(Stored items)
──────────────────────────────

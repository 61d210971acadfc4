use serde::Deserialize;

use crate::error::{Error, Result};
use crate::http::{ensure_success, HttpRequest, HttpTransport};
use crate::output::Listing;

const API_BASE: &str = "https://api.github.com";
const PER_PAGE: u32 = 100;
const MAX_PAGES: u32 = 1000;

#[derive(Debug, Deserialize)]
struct Tag {
    name: String,
}

fn validate_repo(repo: &str) -> Result<&str> {
    let repo = repo.trim().trim_matches('/');
    let mut parts = repo.split('/');
    match (parts.next(), parts.next(), parts.next()) {
        (Some(owner), Some(name), None) if !owner.is_empty() && !name.is_empty() => Ok(repo),
        _ => Err(Error::validation_invalid_argument(
            "repo",
            "Expected <owner>/<name>",
            Some(repo.to_string()),
            None,
        )),
    }
}

fn tags_url(repo: &str) -> String {
    format!("{}/repos/{}/tags", API_BASE, repo)
}

fn fetch_page(transport: &dyn HttpTransport, url: String) -> Result<Vec<String>> {
    let request = HttpRequest::get(url).header("Accept", "application/vnd.github+json");
    let tags: Vec<Tag> = ensure_success(&request, transport.send(&request)?)?.json()?;
    Ok(tags.into_iter().map(|t| t.name).collect())
}

/// Tag names of a repository, newest first as GitHub orders them.
///
/// Without `all`, only the first page is returned.
pub fn list_tags(transport: &dyn HttpTransport, repo: &str, all: bool) -> Result<Listing<String>> {
    let repo = validate_repo(repo)?;

    if !all {
        return Ok(Listing {
            items: fetch_page(transport, tags_url(repo))?,
            warnings: Vec::new(),
        });
    }

    walk_pages(transport, repo, MAX_PAGES)
}

fn walk_pages(transport: &dyn HttpTransport, repo: &str, max_pages: u32) -> Result<Listing<String>> {
    let page_url = |page: u32| format!("{}?page={}&per_page={}", tags_url(repo), page, PER_PAGE);
    let mut listing = Listing::default();

    for page in 1..=max_pages {
        let page_tags = fetch_page(transport, page_url(page))?;
        if page_tags.is_empty() {
            return Ok(listing);
        }
        listing.items.extend(page_tags);
    }

    log_status!("github", "Stopped listing tags for {} after {} pages", repo, max_pages);
    listing
        .warnings
        .push(Error::api_pagination_limit(page_url(max_pages + 1), max_pages));
    Ok(listing)
}

/// First tag of the repository with any leading `v` removed.
pub fn latest_tag(transport: &dyn HttpTransport, repo: &str) -> Result<Option<String>> {
    Ok(list_tags(transport, repo, false)?
        .items
        .into_iter()
        .next()
        .map(|tag| tag.strip_prefix('v').unwrap_or(tag.as_str()).to_string()))
}
/// Non-terminal runs of one workspace.
pub fn list_active_runs(client: &TerraformClient, workspace: &Workspace) -> Result<Listing<Run>> {
    let settings = client.settings();
    let mut listing = Listing::default();
    let mut next = Some(client.workspace_runs_url(&workspace.id));
    let mut pages = 0;

    while let Some(url) = next.take() {
        if pages >= settings.max_pages {
            log_status!(
                "terraform",
                "Run listing for {} stopped after {} pages",
                workspace.name,
                settings.max_pages
            );
            listing.warnings.push(
                Error::api_pagination_limit(&url, settings.max_pages)
                    .with_hint(MAX_PAGES_HINT)
                    .with_details_field("workspace", workspace.name.clone().into()),
            );
            break;
        }

        let response = match fetch_page(client, &url)? {
            Ok(response) => response,
            Err(warning) => {
                listing
                    .warnings
                    .push(warning.with_details_field("workspace", workspace.name.clone().into()));
                break;
            }
        };
        pages += 1;

        if response.status != 200 {
            log_status!(
                "terraform",
                "Failed to list runs for {}: HTTP {}",
                workspace.name,
                response.status
            );
            listing.warnings.push(
                Error::api_request_failed("GET", &url, response.status, response.body)
                    .with_details_field("workspace", workspace.name.clone().into()),
            );
            break;
        }

        let page: Page<RunRecord> = response.json()?;
        let active: Vec<Run> = page
            .data
            .into_iter()
            .filter(|record| !is_terminal(&record.attributes.status))
            .map(|record| Run {
                id: record.id,
                status: record.attributes.status,
            })
            .collect();

        if active.is_empty() && !settings.exhaustive_run_pagination {
            break;
        }

        listing.items.extend(active);
        next = page.links.next();
    }

    Ok(listing)
}

/// Send one page request, sleeping through 429s while the budget allows.
///
/// The inner `Err` is a rate-limit warning: the budget ran out.
fn fetch_page(
    client: &TerraformClient,
    url: &str,
) -> Result<std::result::Result<HttpResponse, Error>> {
    let policy = client.settings().retry;
    let mut attempts = 0;

    loop {
        let response = client.get_raw(url)?;
        attempts += 1;

        if response.status != 429 {
            return Ok(Ok(response));
        }

        if !policy.allows_another_attempt(attempts) {
            log_status!("terraform", "Still rate limited after {} attempts: {}", attempts, url);
            return Ok(Err(Error::api_rate_limited(url, attempts)));
        }

        let delay = policy.delay_for(attempts, response.retry_after());
        log_status!(
            "terraform",
            "Rate limited. Waiting {} seconds...",
            delay.as_secs()
        );
        client.pause(delay);
    }
}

──────────────────────────────

(WHAT THE TASK ASKS) Where does the string "client" occur in the data above? Copy every line that holds it.

(WRITTEN REPLY)
pub fn list_active_runs(client: &TerraformClient, workspace: &Workspace) -> Result<Listing<Run>> {
    let settings = client.settings();
    let mut next = Some(client.workspace_runs_url(&workspace.id));
        let response = match fetch_page(client, &url)? {
    client: &TerraformClient,
    let policy = client.settings().retry;
        let response = client.get_raw(url)?;
        client.pause(delay);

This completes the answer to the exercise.